Executive Officers. For Information concerning the Company’s executive officers, see Part 1 Item 1 - Business – Executive Officers of the Registrant.
Audit Committee Financial Expert. The Audit Committee of the Company is composed of Directors Ronnie M. Givens (Chairman), Paul G. Campbell, Jr., Thomas J. Johnson, D. Kent Sharples and Henry M. Swink. The Board has selected the Audit Committee members based on its determination that they are qualified to oversee the accounting and financial reporting processes of the Company and audits of the Company’s financial statements. Each member of the Audit Committee is “independent” as defined in the NASDAQ Stock Market listing standards for audit committee members.

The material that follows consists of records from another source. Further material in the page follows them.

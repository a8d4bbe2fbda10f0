//! Contains [Action], the requests panels hand back to the controller, and
//! [ActionSlot], which holds at most one of them per frame.

/// A request from the user that the controller should carry out.
///
/// Panels return `Option<Action>`, [None] meaning nothing was requested.
#[derive(Debug, Clone, Copy, PartialEq, Eq, Hash)]
pub enum Action {
    OpenFiles,
    OpenDirectory,
    Export,
    Quit,
    ToggleDebugLog,
    ReportBug,
    /// Show the match at this row of the matches table.
    ShowMatch(usize),
    /// Show the pano at this row of the panos table.
    ShowPano(usize),
}

impl Action {
    /// The row index carried by [Action::ShowMatch] and [Action::ShowPano].
    pub fn payload(&self) -> Option<usize> {
        match *self {
            Action::ShowMatch(index) | Action::ShowPano(index) => Some(index),
            Action::OpenFiles
            | Action::OpenDirectory
            | Action::Export
            | Action::Quit
            | Action::ToggleDebugLog
            | Action::ReportBug => None,
        }
    }
}

/// What an [ActionSlot] does when offered a second action in the same frame.
#[derive(Debug, Clone, Copy, PartialEq, Eq, Hash, Default)]
pub enum Collision {
    /// Keep the action that arrived first and drop the new one.
    #[default]
    KeepFirst,
    /// Replace the stored action with the new one.
    KeepLast,
}

/// Collects the (at most one) action a panel produces during a frame.
///
/// A second action in the same frame shouldn't happen with a single pointer,
/// so whenever it does the [Collision] policy decides the winner and the
/// loser is logged.
#[derive(Debug, Clone, Default)]
pub struct ActionSlot {
    action: Option<Action>,
    on_collision: Collision,
}

impl ActionSlot {
    pub fn new(on_collision: Collision) -> Self {
        Self {
            action: None,
            on_collision,
        }
    }

    /// Offers `action` to the slot, returning whether it's now the stored one.
    pub fn offer(&mut self, action: Action) -> bool {
        let Some(existing) = self.action else {
            self.action = Some(action);
            return true;
        };

        match self.on_collision {
            Collision::KeepFirst => {
                util::debug_log_warning!(
                    "Dropping {action:?}, {existing:?} was already requested this frame."
                );
                false
            }
            Collision::KeepLast => {
                util::debug_log_warning!(
                    "Replacing {existing:?} with {action:?}, both were requested this frame."
                );
                self.action = Some(action);
                true
            }
        }
    }

    /// Offers the action if there is one (see [Self::offer]).
    pub fn offer_opt(&mut self, action: Option<Action>) {
        if let Some(action) = action {
            self.offer(action);
        }
    }

    /// The stored action.
    pub fn get(&self) -> Option<Action> {
        self.action
    }

    /// Empties the slot, returning what it held.
    pub fn take(&mut self) -> Option<Action> {
        self.action.take()
    }
}
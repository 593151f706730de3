//! Engine Configuration
//!
//! Feed sources and fetch settings are explicit configuration handed to the
//! engine at construction; nothing is discovered at runtime and no process-
//! wide state is involved.

use std::time::Duration;

use serde::{Deserialize, Serialize};

/// Wire format of a feed document, fixed at configuration time.
///
/// The format selects the parser; plain feeds go through the line
/// normalizer, CSV feeds through header-driven column extraction.
#[derive(Debug, Clone, Copy, PartialEq, Eq, Serialize, Deserialize)]
#[serde(rename_all = "snake_case")]
pub enum FeedFormat {
    /// Newline-delimited indicator list, `#` comments allowed.
    Plain,
    /// CSV document with a header row naming a `url` or `ip` column.
    Csv,
}

/// A single threat feed source.
#[derive(Debug, Clone, Serialize, Deserialize)]
pub struct FeedSource {
    /// Human-readable name, used in logs.
    pub name: String,
    /// HTTP(S) endpoint serving the feed document.
    pub url: String,
    /// Document format.
    pub format: FeedFormat,
}

impl FeedSource {
    /// Create a new feed source.
    pub fn new(name: impl Into<String>, url: impl Into<String>, format: FeedFormat) -> Self {
        Self {
            name: name.into(),
            url: url.into(),
            format,
        }
    }

    /// Create a newline-delimited feed source.
    pub fn plain(name: impl Into<String>, url: impl Into<String>) -> Self {
        Self::new(name, url, FeedFormat::Plain)
    }

    /// Create a CSV feed source.
    pub fn csv(name: impl Into<String>, url: impl Into<String>) -> Self {
        Self::new(name, url, FeedFormat::Csv)
    }
}

/// Engine configuration.
#[derive(Debug, Clone)]
pub struct IntelConfig {
    /// Feed sources to check, in priority order within each format.
    pub sources: Vec<FeedSource>,
    /// Per-fetch timeout; a feed slower than this is skipped for the run.
    pub fetch_timeout: Duration,
    /// Maximum feed fetches in flight at once.
    pub max_concurrent_fetches: usize,
}

impl Default for IntelConfig {
    fn default() -> Self {
        Self {
            sources: sources::default_sources(),
            fetch_timeout: Duration::from_secs(30),
            max_concurrent_fetches: 4,
        }
    }
}

impl IntelConfig {
    /// Replace the feed sources.
    pub fn with_sources(mut self, sources: Vec<FeedSource>) -> Self {
        self.sources = sources;
        self
    }

    /// Set the per-fetch timeout.
    pub fn with_fetch_timeout(mut self, timeout: Duration) -> Self {
        self.fetch_timeout = timeout;
        self
    }

    /// Set the fetch concurrency limit (minimum 1).
    pub fn with_max_concurrent_fetches(mut self, limit: usize) -> Self {
        self.max_concurrent_fetches = limit.max(1);
        self
    }
}

/// Well-known public feed sources.
pub mod sources {
    use super::*;

    /// IPsum suspicious/malicious hosts.
    pub fn ipsum() -> FeedSource {
        FeedSource::plain(
            "IPsum",
            "https://raw.githubusercontent.com/stamparm/ipsum/master/ipsum.txt",
        )
    }

    /// Collective Intelligence Network Security bad-guys list.
    pub fn cins_army() -> FeedSource {
        FeedSource::plain("CINS Army", "https://cinsscore.com/list/ci-badguys.txt")
    }

    /// OpenPhish phishing URLs.
    pub fn openphish() -> FeedSource {
        FeedSource::plain("OpenPhish", "https://openphish.com/feed.txt")
    }

    /// Malware Domain List mirror.
    pub fn malware_domain_list() -> FeedSource {
        FeedSource::plain(
            "Malware Domain List",
            "https://panwdbl.appspot.com/lists/mdl.txt",
        )
    }

    /// Cybercrime Tracker known hosts.
    pub fn cybercrime_tracker() -> FeedSource {
        FeedSource::plain("Cybercrime Tracker", "https://cybercrime-tracker.net/all.php")
    }

    /// PhishTank verified-online dataset (CSV).
    pub fn phishtank() -> FeedSource {
        FeedSource::csv("PhishTank", "https://data.phishtank.com/data/online-valid.csv")
    }

    /// All default sources, plain feeds first.
    pub fn default_sources() -> Vec<FeedSource> {
        vec![
            ipsum(),
            cins_army(),
            openphish(),
            malware_domain_list(),
            cybercrime_tracker(),
            phishtank(),
        ]
    }
}
//! Threat Intel Orchestrator
//!
//! Fans feed fetches out under a bounded concurrency limit, joins them, and
//! then matches every still-pending candidate against each feed strictly in
//! configured order (plain sources before CSV sources). The first source to
//! match a candidate wins; later sources never re-evaluate it, even if they
//! would score higher.

use std::sync::Arc;
use std::time::{Duration, Instant};

use anyhow::Result;
use parking_lot::RwLock;
use rustc_hash::FxHashSet;
use serde::Serialize;
use tokio::sync::Semaphore;
use tokio::task::JoinSet;
use tracing::{debug, error, info};

use crate::config::{FeedFormat, FeedSource, IntelConfig};
use crate::feed::{self, FeedIndex};
use crate::fetch::FeedFetcher;
use crate::matcher;

/// Outcome for one resolved candidate.
///
/// Candidates absent from every feed produce no result at all; absence means
/// "unknown", not "benign".
#[derive(Debug, Clone, Serialize)]
pub struct MatchResult {
    /// The candidate as submitted, trimmed.
    pub host: String,
    /// Whether the candidate was found in a feed.
    pub found: bool,
    /// Confidence in [0, 1] per the fixed matching policy.
    pub confidence: f64,
    /// URL of the feed that produced the match.
    pub feed_url: String,
}

/// Summary of one `check_threats` run.
#[derive(Debug, Clone, Default, Serialize)]
pub struct RunStats {
    /// Sources the run attempted to fetch.
    pub sources_attempted: usize,
    /// Sources that failed to fetch.
    pub sources_failed: usize,
    /// Sources that fetched but parsed down to nothing.
    pub sources_empty: usize,
    /// Total feed entries matched against.
    pub entries_scanned: usize,
    /// Distinct candidates submitted.
    pub candidates: usize,
    /// Candidates resolved against some feed.
    pub resolved: usize,
    /// Wall-clock time of the run.
    pub elapsed: Duration,
}

/// Threat-intelligence matching engine.
pub struct IntelEngine {
    config: IntelConfig,
    fetcher: FeedFetcher,
    last_run: RwLock<Option<RunStats>>,
}

impl IntelEngine {
    /// Create an engine over an explicit feed configuration.
    pub fn new(config: IntelConfig) -> Result<Self> {
        let fetcher = FeedFetcher::new(config.fetch_timeout)?;
        Ok(Self {
            config,
            fetcher,
            last_run: RwLock::new(None),
        })
    }

    /// Stats from the most recent run, if any.
    pub fn last_run_stats(&self) -> Option<RunStats> {
        self.last_run.read().clone()
    }

    /// Check candidates against every configured feed source.
    ///
    /// Returns at most one result per distinct candidate. A candidate
    /// resolved by an earlier-configured source is never re-evaluated
    /// against later ones.
    pub async fn check_threats(&self, candidates: &[String]) -> Vec<MatchResult> {
        let started = Instant::now();
        let mut stats = RunStats::default();

        let mut pending = dedupe_candidates(candidates);
        stats.candidates = pending.len();

        if pending.is_empty() {
            stats.elapsed = started.elapsed();
            *self.last_run.write() = Some(stats);
            return Vec::new();
        }

        let ordered = order_sources(&self.config.sources);
        stats.sources_attempted = ordered.len();

        info!(
            candidates = pending.len(),
            sources = ordered.len(),
            "checking candidates against threat feeds"
        );

        let feeds = self.fetch_all(&ordered).await;

        let mut results = Vec::new();
        for (source, outcome) in ordered.iter().zip(feeds) {
            if pending.is_empty() {
                break;
            }
            let Some(feed) = outcome else {
                stats.sources_failed += 1;
                continue;
            };
            if feed.is_empty() {
                stats.sources_empty += 1;
                error!(source = %source.name, url = %source.url, "feed parsed down to nothing, skipping");
                continue;
            }
            stats.entries_scanned += feed.len();

            pending.retain(|candidate| match matcher::match_candidate(candidate, &feed) {
                Some(kind) => {
                    debug!(
                        host = %candidate,
                        kind = kind.as_str(),
                        confidence = kind.confidence(),
                        feed = %source.url,
                        "candidate found in feed"
                    );
                    results.push(MatchResult {
                        host: candidate.clone(),
                        found: true,
                        confidence: kind.confidence(),
                        feed_url: source.url.clone(),
                    });
                    false
                }
                None => true,
            });
        }

        stats.resolved = results.len();
        stats.elapsed = started.elapsed();
        info!(
            resolved = stats.resolved,
            candidates = stats.candidates,
            sources_failed = stats.sources_failed,
            elapsed_ms = stats.elapsed.as_millis() as u64,
            "threat feed check complete"
        );
        *self.last_run.write() = Some(stats);

        results
    }

    /// Fetch and parse every source concurrently, preserving source order in
    /// the returned vector. `None` marks a source that failed to fetch.
    async fn fetch_all(&self, sources: &[FeedSource]) -> Vec<Option<FeedIndex>> {
        let semaphore = Arc::new(Semaphore::new(self.config.max_concurrent_fetches.max(1)));
        let mut tasks = JoinSet::new();

        for (index, source) in sources.iter().enumerate() {
            let semaphore = semaphore.clone();
            let fetcher = self.fetcher.clone();
            let name = source.name.clone();
            let url = source.url.clone();
            let format = source.format;
            tasks.spawn(async move {
                // The semaphore is never closed, so acquisition cannot fail.
                let _permit = semaphore.acquire_owned().await.ok();
                let outcome = fetcher
                    .fetch(&url)
                    .await
                    .map(|lines| feed::parse(format, &lines));
                (index, name, url, outcome)
            });
        }

        let mut feeds: Vec<Option<FeedIndex>> = (0..sources.len()).map(|_| None).collect();
        while let Some(joined) = tasks.join_next().await {
            match joined {
                Ok((index, name, _url, Ok(feed))) => {
                    debug!(source = %name, entries = feed.len(), "feed ready");
                    feeds[index] = Some(feed);
                }
                Ok((_index, name, url, Err(error))) => {
                    error!(source = %name, url = %url, error = %error, "failed to fetch feed, skipping");
                }
                Err(error) => {
                    error!(error = %error, "feed fetch task failed");
                }
            }
        }
        feeds
    }
}

/// Trim candidates and collapse duplicates, preserving first-occurrence
/// order.
fn dedupe_candidates(candidates: &[String]) -> Vec<String> {
    let mut seen = FxHashSet::default();
    let mut pending = Vec::with_capacity(candidates.len());
    for candidate in candidates {
        let trimmed = candidate.trim();
        if trimmed.is_empty() || !seen.insert(trimmed.to_owned()) {
            continue;
        }
        pending.push(trimmed.to_owned());
    }
    pending
}

/// Stable-order sources for matching: all plain feeds first, then all CSV
/// feeds, configured order within each format.
fn order_sources(sources: &[FeedSource]) -> Vec<FeedSource> {
    let mut ordered = Vec::with_capacity(sources.len());
    ordered.extend(
        sources
            .iter()
            .filter(|source| source.format == FeedFormat::Plain)
            .cloned(),
    );
    ordered.extend(
        sources
            .iter()
            .filter(|source| source.format == FeedFormat::Csv)
            .cloned(),
    );
    ordered
}
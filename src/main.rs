//! Triage Threat-Intel CLI
//!
//! Checks a comma-separated list of hosts against the configured
//! threat-intelligence feeds and prints one block per host that was found.

use std::time::Duration;

use anyhow::Result;
use clap::Parser;
use tracing::info;

use triage_agent_intel::{FeedSource, IntelConfig, IntelEngine};

/// Version information
const VERSION: &str = env!("CARGO_PKG_VERSION");

/// Command line arguments
#[derive(Parser, Debug)]
#[command(name = "triage-agent-intel")]
#[command(about = "Threat-intelligence lookup for suspicious hosts")]
struct Args {
    /// Comma-separated hosts to check (IPs, FQDNs or URLs)
    hosts: String,

    /// Plain (newline-delimited) feed URL; repeatable, replaces the defaults
    #[arg(long = "feed")]
    plain_feeds: Vec<String>,

    /// CSV feed URL; repeatable, replaces the defaults
    #[arg(long = "csv-feed")]
    csv_feeds: Vec<String>,

    /// Per-feed fetch timeout in seconds
    #[arg(long, default_value = "30", env = "INTEL_FETCH_TIMEOUT")]
    timeout_secs: u64,

    /// Maximum concurrent feed fetches
    #[arg(long, default_value = "4", env = "INTEL_CONCURRENCY")]
    concurrency: usize,

    /// Print results as JSON
    #[arg(long)]
    json: bool,

    /// Enable verbose logging
    #[arg(short, long, env = "INTEL_VERBOSE")]
    verbose: bool,
}

impl Args {
    fn to_config(&self) -> IntelConfig {
        let mut config = IntelConfig::default()
            .with_fetch_timeout(Duration::from_secs(self.timeout_secs))
            .with_max_concurrent_fetches(self.concurrency);

        if !self.plain_feeds.is_empty() || !self.csv_feeds.is_empty() {
            let mut sources: Vec<FeedSource> = self
                .plain_feeds
                .iter()
                .map(|url| FeedSource::plain(url.clone(), url.clone()))
                .collect();
            sources.extend(
                self.csv_feeds
                    .iter()
                    .map(|url| FeedSource::csv(url.clone(), url.clone())),
            );
            config = config.with_sources(sources);
        }

        config
    }
}

#[tokio::main]
async fn main() -> Result<()> {
    let args = Args::parse();

    // Initialize tracing
    let log_level = if args.verbose { "debug" } else { "info" };
    tracing_subscriber::fmt()
        .with_env_filter(format!("{}={}", env!("CARGO_CRATE_NAME"), log_level))
        .json()
        .init();

    info!(version = VERSION, "starting threat-intel lookup");

    let hosts: Vec<String> = args
        .hosts
        .split(',')
        .map(|host| host.trim().to_string())
        .filter(|host| !host.is_empty())
        .collect();
    if hosts.is_empty() {
        anyhow::bail!("no hosts given; pass a comma-separated list as the first argument");
    }

    let config = args.to_config();
    info!(
        sources = config.sources.len(),
        timeout_secs = args.timeout_secs,
        concurrency = config.max_concurrent_fetches,
        "configuration loaded"
    );

    let engine = IntelEngine::new(config)?;
    let results = engine.check_threats(&hosts).await;

    if args.json {
        println!("{}", serde_json::to_string_pretty(&results)?);
    } else if results.is_empty() {
        println!("No hosts were found in the configured feeds.");
    } else {
        for result in &results {
            println!("Host: {}", result.host);
            println!("Threat: {}", result.found);
            println!("Confidence: {}", result.confidence);
            println!("Feed: {}", result.feed_url);
            println!();
        }
    }

    if let Some(stats) = engine.last_run_stats() {
        info!(
            resolved = stats.resolved,
            candidates = stats.candidates,
            sources_failed = stats.sources_failed,
            "lookup complete"
        );
    }

    Ok(())
}
//! Feed Parsing & Normalization
//!
//! Converts a fetched feed document into a flat list of indicator entries.
//! Plain feeds are normalized line by line; CSV feeds are reduced to their
//! indicator column and filtered through the indicator validators.

use rustc_hash::FxHashSet;
use tracing::error;

use crate::config::FeedFormat;
use crate::indicator;

/// A parsed, normalized feed ready for matching.
///
/// Entries are kept in source order for substring scans, alongside a hash
/// set over the same entries for exact lookups. Duplicates are retained in
/// the ordered list. Entries are never empty and never start with `#`.
#[derive(Debug, Default)]
pub struct FeedIndex {
    entries: Vec<String>,
    exact: FxHashSet<String>,
}

impl FeedIndex {
    fn from_entries(entries: Vec<String>) -> Self {
        let exact = entries.iter().cloned().collect();
        Self { entries, exact }
    }

    /// Number of entries, duplicates included.
    pub fn len(&self) -> usize {
        self.entries.len()
    }

    /// True when the feed parsed down to nothing.
    pub fn is_empty(&self) -> bool {
        self.entries.is_empty()
    }

    /// Exact entry lookup.
    pub fn contains(&self, value: &str) -> bool {
        self.exact.contains(value)
    }

    /// True when any entry contains `needle` as a substring.
    pub fn contains_substring(&self, needle: &str) -> bool {
        self.entries.iter().any(|entry| entry.contains(needle))
    }

    /// Entries in source order.
    pub fn entries(&self) -> &[String] {
        &self.entries
    }
}

/// Parse a fetched document into a [`FeedIndex`] according to its format.
pub fn parse(format: FeedFormat, lines: &[String]) -> FeedIndex {
    match format {
        FeedFormat::Plain => FeedIndex::from_entries(normalize_plain(lines)),
        FeedFormat::Csv => FeedIndex::from_entries(extract_csv(lines)),
    }
}

/// Strip comments, blank lines and trailing annotations from a plain feed,
/// splitting dashed IPv4 ranges into their two endpoint entries.
///
/// Only the endpoints of a range are kept; the range is not enumerated.
fn normalize_plain(lines: &[String]) -> Vec<String> {
    let mut entries = Vec::with_capacity(lines.len());
    for line in lines {
        // First token only; the rest is usually a hit count or annotation.
        let Some(token) = line.split_whitespace().next() else {
            continue;
        };
        if token.starts_with('#') {
            continue;
        }
        if indicator::is_ip_range(token) {
            entries.extend(token.split('-').map(str::to_owned));
        } else {
            entries.push(token.to_owned());
        }
    }
    entries
}

/// Extract the indicator column from a CSV document.
///
/// The first line is the header; a `url` column is preferred, `ip` is the
/// fallback. With neither present the whole feed is discarded. Rows shorter
/// than the indicator column are skipped, and extracted values are kept only
/// when they validate as an IP or URL.
fn extract_csv(lines: &[String]) -> Vec<String> {
    let Some((header, rows)) = lines.split_first() else {
        error!("CSV document has no header row, discarding feed");
        return Vec::new();
    };

    let columns: Vec<&str> = header.split(',').collect();
    let Some(index) = columns
        .iter()
        .position(|column| *column == "url")
        .or_else(|| columns.iter().position(|column| *column == "ip"))
    else {
        error!(header = %header, "no url or ip column in CSV header, discarding feed");
        return Vec::new();
    };

    let mut entries = Vec::new();
    for row in rows {
        let Some(value) = row.split(',').nth(index) else {
            continue;
        };
        if value.is_empty() {
            continue;
        }
        if indicator::is_ip(value) || indicator::is_url(value) {
            entries.push(value.to_owned());
        }
    }
    entries
}
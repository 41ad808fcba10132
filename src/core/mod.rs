pub mod overview;
pub mod preferences;
pub mod sorter;

pub use crate::domain::model::{Course, CourseId, CourseRecord, CourseSet, SortedCourses};
pub use crate::domain::ports::{BlockSettings, CourseProvider, PreferenceStore};
pub use crate::utils::error::Result;
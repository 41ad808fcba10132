use crate::config::BlockConfig;
use crate::core::sorter::MAX_COURSES_HARD_LIMIT;
use crate::utils::error::{OverviewError, Result};
use crate::utils::validation::{self, Validate};
use regex::Regex;
use serde::{Deserialize, Serialize};
use std::path::Path;
use std::sync::OnceLock;

pub const DEFAULT_WWWROOT: &str = "http://localhost";

#[derive(Debug, Clone, Default, Serialize, Deserialize)]
pub struct TomlConfig {
    #[serde(default)]
    pub block: BlockConfig,
    #[serde(default)]
    pub site: SiteConfig,
}

#[derive(Debug, Clone, Serialize, Deserialize)]
pub struct SiteConfig {
    #[serde(default = "default_wwwroot")]
    pub wwwroot: String,
}

impl Default for SiteConfig {
    fn default() -> Self {
        Self {
            wwwroot: default_wwwroot(),
        }
    }
}

fn default_wwwroot() -> String {
    DEFAULT_WWWROOT.to_string()
}

fn env_var_pattern() -> &'static Regex {
    static PATTERN: OnceLock<Regex> = OnceLock::new();
    PATTERN.get_or_init(|| Regex::new(r"\$\{([^}]+)\}").expect("static regex"))
}

impl TomlConfig {
    pub fn from_file<P: AsRef<Path>>(path: P) -> Result<Self> {
        let content = std::fs::read_to_string(&path)?;
        Self::from_toml_str(&content)
    }

    pub fn from_toml_str(content: &str) -> Result<Self> {
        let processed_content = Self::substitute_env_vars(content);

        toml::from_str(&processed_content).map_err(|e| OverviewError::ConfigValidationError {
            field: "toml_parsing".to_string(),
            message: format!("TOML parsing error: {}", e),
        })
    }

    /// Replaces `${VAR}` with the environment value; unknown variables are left as-is.
    fn substitute_env_vars(content: &str) -> String {
        env_var_pattern()
            .replace_all(content, |caps: &regex::Captures| {
                let var_name = &caps[1];
                std::env::var(var_name).unwrap_or_else(|_| format!("${{{}}}", var_name))
            })
            .into_owned()
    }

    pub fn wwwroot(&self) -> &str {
        &self.site.wwwroot
    }
}

impl Validate for TomlConfig {
    fn validate(&self) -> Result<()> {
        validation::validate_url("site.wwwroot", &self.site.wwwroot)?;
        validation::validate_range(
            "block.default_max_courses",
            self.block.default_max_courses,
            0,
            MAX_COURSES_HARD_LIMIT,
        )?;
        Ok(())
    }
}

The Board of Directors has determined that Ronnie M. Givens qualifies as a financial expert within the meaning of SEC rules and regulations and has designated Mr. Givens as the Audit Committee financial expert. Director Givens is independent as that term is used in Item 7(d)(3)(iv) of Schedule 14A promulgated under the Exchange Act.
Code of Ethics. The Company has adopted a “Code of Business Conduct and Ethics”, applicable to corporate and affiliate directors, officers and employees, including special ethical obligations of senior financial officers. A copy may be obtained at the Company’s internet website: www.firstfinancialholdings.com.
Compliance with Insider Reporting. The information contained under the section captioned “Compliance with Section 16(a) of the Exchange Act” is included in the Company’s Proxy Statement and is incorporated in this document by reference.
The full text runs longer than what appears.